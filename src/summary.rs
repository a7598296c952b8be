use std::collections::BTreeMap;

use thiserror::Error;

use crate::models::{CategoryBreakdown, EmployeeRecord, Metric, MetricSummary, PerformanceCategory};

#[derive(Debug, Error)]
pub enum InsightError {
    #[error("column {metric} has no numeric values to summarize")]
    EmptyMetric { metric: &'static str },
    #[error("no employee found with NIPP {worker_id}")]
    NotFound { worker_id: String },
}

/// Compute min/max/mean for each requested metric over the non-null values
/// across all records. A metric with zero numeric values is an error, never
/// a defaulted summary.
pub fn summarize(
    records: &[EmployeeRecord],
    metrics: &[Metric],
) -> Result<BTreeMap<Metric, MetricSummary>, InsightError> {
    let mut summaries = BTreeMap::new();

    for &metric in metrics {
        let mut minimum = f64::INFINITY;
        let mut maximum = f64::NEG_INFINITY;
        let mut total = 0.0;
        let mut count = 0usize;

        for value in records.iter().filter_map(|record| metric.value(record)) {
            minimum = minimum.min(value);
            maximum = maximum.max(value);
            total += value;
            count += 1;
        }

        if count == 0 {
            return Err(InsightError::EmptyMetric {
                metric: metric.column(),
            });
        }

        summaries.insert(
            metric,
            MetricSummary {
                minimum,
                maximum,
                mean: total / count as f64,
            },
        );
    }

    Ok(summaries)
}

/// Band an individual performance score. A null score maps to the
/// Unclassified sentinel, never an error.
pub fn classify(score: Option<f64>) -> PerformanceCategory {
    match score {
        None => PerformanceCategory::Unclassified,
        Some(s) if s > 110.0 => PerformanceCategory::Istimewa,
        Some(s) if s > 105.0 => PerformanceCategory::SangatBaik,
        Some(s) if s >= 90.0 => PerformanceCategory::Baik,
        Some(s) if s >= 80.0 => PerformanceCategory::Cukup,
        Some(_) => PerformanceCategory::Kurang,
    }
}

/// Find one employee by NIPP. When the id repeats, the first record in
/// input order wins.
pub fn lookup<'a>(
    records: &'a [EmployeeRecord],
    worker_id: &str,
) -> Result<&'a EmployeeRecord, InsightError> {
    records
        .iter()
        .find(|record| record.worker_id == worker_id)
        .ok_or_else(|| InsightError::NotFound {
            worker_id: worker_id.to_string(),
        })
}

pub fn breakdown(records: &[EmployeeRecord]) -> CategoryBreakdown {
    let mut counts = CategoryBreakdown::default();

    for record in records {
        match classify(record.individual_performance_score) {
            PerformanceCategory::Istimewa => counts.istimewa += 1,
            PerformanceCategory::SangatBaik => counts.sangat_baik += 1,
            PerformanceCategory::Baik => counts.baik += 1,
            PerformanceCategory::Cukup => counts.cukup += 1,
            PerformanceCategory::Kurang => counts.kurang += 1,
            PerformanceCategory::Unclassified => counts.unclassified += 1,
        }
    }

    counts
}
...
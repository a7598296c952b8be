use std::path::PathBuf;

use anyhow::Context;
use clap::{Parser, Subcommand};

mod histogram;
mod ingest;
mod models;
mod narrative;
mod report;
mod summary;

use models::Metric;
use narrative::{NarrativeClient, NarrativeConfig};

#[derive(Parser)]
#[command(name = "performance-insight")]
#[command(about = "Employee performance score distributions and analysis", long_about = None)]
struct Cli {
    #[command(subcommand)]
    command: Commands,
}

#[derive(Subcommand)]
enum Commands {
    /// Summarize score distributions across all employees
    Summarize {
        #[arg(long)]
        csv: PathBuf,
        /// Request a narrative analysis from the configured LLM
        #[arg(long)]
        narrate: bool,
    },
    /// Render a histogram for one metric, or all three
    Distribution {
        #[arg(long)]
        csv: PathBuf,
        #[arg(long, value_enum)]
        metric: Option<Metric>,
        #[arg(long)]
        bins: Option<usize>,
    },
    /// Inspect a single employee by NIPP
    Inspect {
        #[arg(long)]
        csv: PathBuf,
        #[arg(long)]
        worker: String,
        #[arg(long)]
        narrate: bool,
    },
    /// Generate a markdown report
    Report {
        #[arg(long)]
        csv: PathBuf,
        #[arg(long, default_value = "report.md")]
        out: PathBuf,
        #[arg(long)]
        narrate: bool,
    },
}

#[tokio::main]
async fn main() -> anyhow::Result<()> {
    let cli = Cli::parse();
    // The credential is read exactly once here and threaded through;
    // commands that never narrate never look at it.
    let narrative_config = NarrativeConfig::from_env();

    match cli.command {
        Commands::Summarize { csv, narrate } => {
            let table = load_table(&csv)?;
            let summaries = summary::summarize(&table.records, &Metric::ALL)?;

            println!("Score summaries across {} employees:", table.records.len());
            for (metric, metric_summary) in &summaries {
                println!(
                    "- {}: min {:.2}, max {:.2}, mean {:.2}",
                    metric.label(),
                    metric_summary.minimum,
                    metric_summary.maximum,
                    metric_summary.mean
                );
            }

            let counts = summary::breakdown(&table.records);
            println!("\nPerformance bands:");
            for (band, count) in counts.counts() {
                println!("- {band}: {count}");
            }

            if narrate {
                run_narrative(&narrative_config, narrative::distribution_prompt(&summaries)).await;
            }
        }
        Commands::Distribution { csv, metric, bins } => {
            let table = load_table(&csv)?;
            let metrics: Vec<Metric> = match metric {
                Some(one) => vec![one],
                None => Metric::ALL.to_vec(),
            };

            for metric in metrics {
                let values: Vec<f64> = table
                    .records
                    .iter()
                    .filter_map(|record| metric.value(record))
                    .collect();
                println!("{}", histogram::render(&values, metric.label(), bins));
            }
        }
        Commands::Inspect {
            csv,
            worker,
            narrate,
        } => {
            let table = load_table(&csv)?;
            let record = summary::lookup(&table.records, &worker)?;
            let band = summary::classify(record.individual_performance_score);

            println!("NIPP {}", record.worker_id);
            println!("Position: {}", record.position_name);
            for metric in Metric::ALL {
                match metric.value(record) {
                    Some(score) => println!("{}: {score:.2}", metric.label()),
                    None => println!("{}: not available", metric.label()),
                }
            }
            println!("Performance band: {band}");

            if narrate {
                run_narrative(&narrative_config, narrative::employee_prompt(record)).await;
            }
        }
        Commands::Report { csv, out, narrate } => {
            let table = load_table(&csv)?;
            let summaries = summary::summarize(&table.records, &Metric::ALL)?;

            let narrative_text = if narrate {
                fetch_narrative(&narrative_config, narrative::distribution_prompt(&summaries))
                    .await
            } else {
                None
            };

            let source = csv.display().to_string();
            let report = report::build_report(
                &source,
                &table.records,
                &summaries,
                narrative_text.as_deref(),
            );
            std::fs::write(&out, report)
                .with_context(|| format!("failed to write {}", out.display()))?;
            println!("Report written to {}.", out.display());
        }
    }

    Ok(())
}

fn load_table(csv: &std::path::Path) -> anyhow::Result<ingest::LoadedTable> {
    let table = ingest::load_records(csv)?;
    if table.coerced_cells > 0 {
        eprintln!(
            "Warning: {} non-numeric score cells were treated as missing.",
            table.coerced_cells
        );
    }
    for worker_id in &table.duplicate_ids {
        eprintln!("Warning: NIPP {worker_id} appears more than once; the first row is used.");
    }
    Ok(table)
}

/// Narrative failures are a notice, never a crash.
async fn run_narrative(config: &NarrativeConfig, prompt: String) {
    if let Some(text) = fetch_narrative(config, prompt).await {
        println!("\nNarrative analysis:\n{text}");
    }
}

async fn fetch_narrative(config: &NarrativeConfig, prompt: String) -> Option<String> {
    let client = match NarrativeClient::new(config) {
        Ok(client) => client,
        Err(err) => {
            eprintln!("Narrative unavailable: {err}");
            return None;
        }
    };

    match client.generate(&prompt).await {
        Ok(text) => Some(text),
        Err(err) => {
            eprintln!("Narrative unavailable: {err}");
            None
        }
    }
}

*Your assignment*
Out of the entries above, write out only the lines between the line holding "use std::collections::BTreeMap;" and the line holding "metric: &'static str", inclusive, each exactly as given.

*Solution below*
use std::collections::BTreeMap;

use thiserror::Error;

use crate::models::{CategoryBreakdown, EmployeeRecord, Metric, MetricSummary, PerformanceCategory};

#[derive(Debug, Error)]
pub enum InsightError {
    #[error("column {metric} has no numeric values to summarize")]
    EmptyMetric { metric: &'static str },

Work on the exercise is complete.